Abstract
A steel-plate-provided concrete shear wall with parallel circular concrete-filled steel tube columns (P-CFST-SCSW) was investigated for engineering applications and deformation performance, and this study combines the characteristics of a P-CFST-SCSW to propose material strain limit values for various performance states of this shear wall. Firstly, 378 finite element models are designed using accurate finite element models, which include the ratio of axial compression and the ratio of shear-to-span, steel tube distance, and steel tube thickness.
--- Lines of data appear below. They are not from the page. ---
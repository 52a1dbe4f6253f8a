//! deltasync CLI
//!
//! Command-line driver for a deltasync store kept in a SQLite file.
//!
//! # Commands
//!
//! - `init` - Create the backing tables
//! - `sync` - Run one exchange and print the response
//! - `gc` - Purge expired tombstones
//! - `schema` - Print the payload contract

mod commands;

use clap::{Parser, Subcommand};
use std::path::PathBuf;
use tracing_subscriber::EnvFilter;

/// deltasync command-line tools.
#[derive(Parser)]
#[command(name = "deltasync")]
#[command(author, version, about, long_about = None)]
struct Cli {
    /// Path to the SQLite database file
    #[arg(global = true, short, long)]
    db: Option<PathBuf>,

    /// Path to the store description (JSON)
    #[arg(global = true, short, long)]
    config: Option<PathBuf>,

    /// Enable verbose output
    #[arg(global = true, short, long)]
    verbose: bool,

    #[command(subcommand)]
    command: Commands,
}

#[derive(Subcommand)]
enum Commands {
    /// Create the backing tables of every configured table
    Init,

    /// Run one exchange
    Sync {
        /// Request file (JSON); reads stdin when omitted
        #[arg(short, long)]
        request: Option<PathBuf>,

        /// Partition value as column=value (repeatable)
        #[arg(short, long = "extra", value_name = "COLUMN=VALUE")]
        extras: Vec<String>,

        /// Pretty-print the response
        #[arg(short, long)]
        pretty: bool,
    },

    /// Purge tombstones older than the retention window
    Gc {
        /// Retention in seconds (defaults to the configured retention)
        #[arg(short, long)]
        retention_secs: Option<i64>,
    },

    /// Print the JSON-Schema contract for exchange payloads
    Schema,

    /// Show version information
    Version,
}

fn main() -> Result<(), Box<dyn std::error::Error>> {
    let cli = Cli::parse();

    // Initialize logging
    let filter = if cli.verbose {
        EnvFilter::new("debug")
    } else {
        EnvFilter::new("info")
    };
    tracing_subscriber::fmt()
        .with_env_filter(filter)
        .with_writer(std::io::stderr)
        .init();

    match cli.command {
        Commands::Init => {
            let config = cli.config.ok_or("Store description required for init")?;
            let db = cli.db.ok_or("Database path required for init")?;
            commands::init::run(&db, &config)?;
        }
        Commands::Sync {
            request,
            extras,
            pretty,
        } => {
            let config = cli.config.ok_or("Store description required for sync")?;
            let db = cli.db.ok_or("Database path required for sync")?;
            commands::sync::run(&db, &config, request.as_deref(), &extras, pretty)?;
        }
        Commands::Gc { retention_secs } => {
            let config = cli.config.ok_or("Store description required for gc")?;
            let db = cli.db.ok_or("Database path required for gc")?;
            commands::gc::run(&db, &config, retention_secs)?;
        }
        Commands::Schema => {
            let config = cli.config.ok_or("Store description required for schema")?;
            commands::schema::run(&config)?;
        }
        Commands::Version => {
            println!("deltasync CLI v{}", env!("CARGO_PKG_VERSION"));
            println!("deltasync Core v{}", deltasync_core::VERSION);
        }
    }

    Ok(())
}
Furthermore, performance points are extracted from all the models, and the effect of each parameter on the limits of the deformation index of the P-CFST-SCSW is investigated. Finally, the machine learning algorithm is used to build models for predicting the deformation of the P-CFST-SCSW and analyze the importance of the feature. The results show that the range of performance point 5 is between 1/25 and 1/12, reflecting the improvement of the P-CFST-SCSW̕s ductility. Performance points are best predicted by the gradient-boosting decision tree model, with an R-squared value exceeding 0.9 across the test set. The importance of steel tube thickness increases gradually with the performance points. The shear-to-span ratio increases and subsequently decreases, unlike the axial compression ratio.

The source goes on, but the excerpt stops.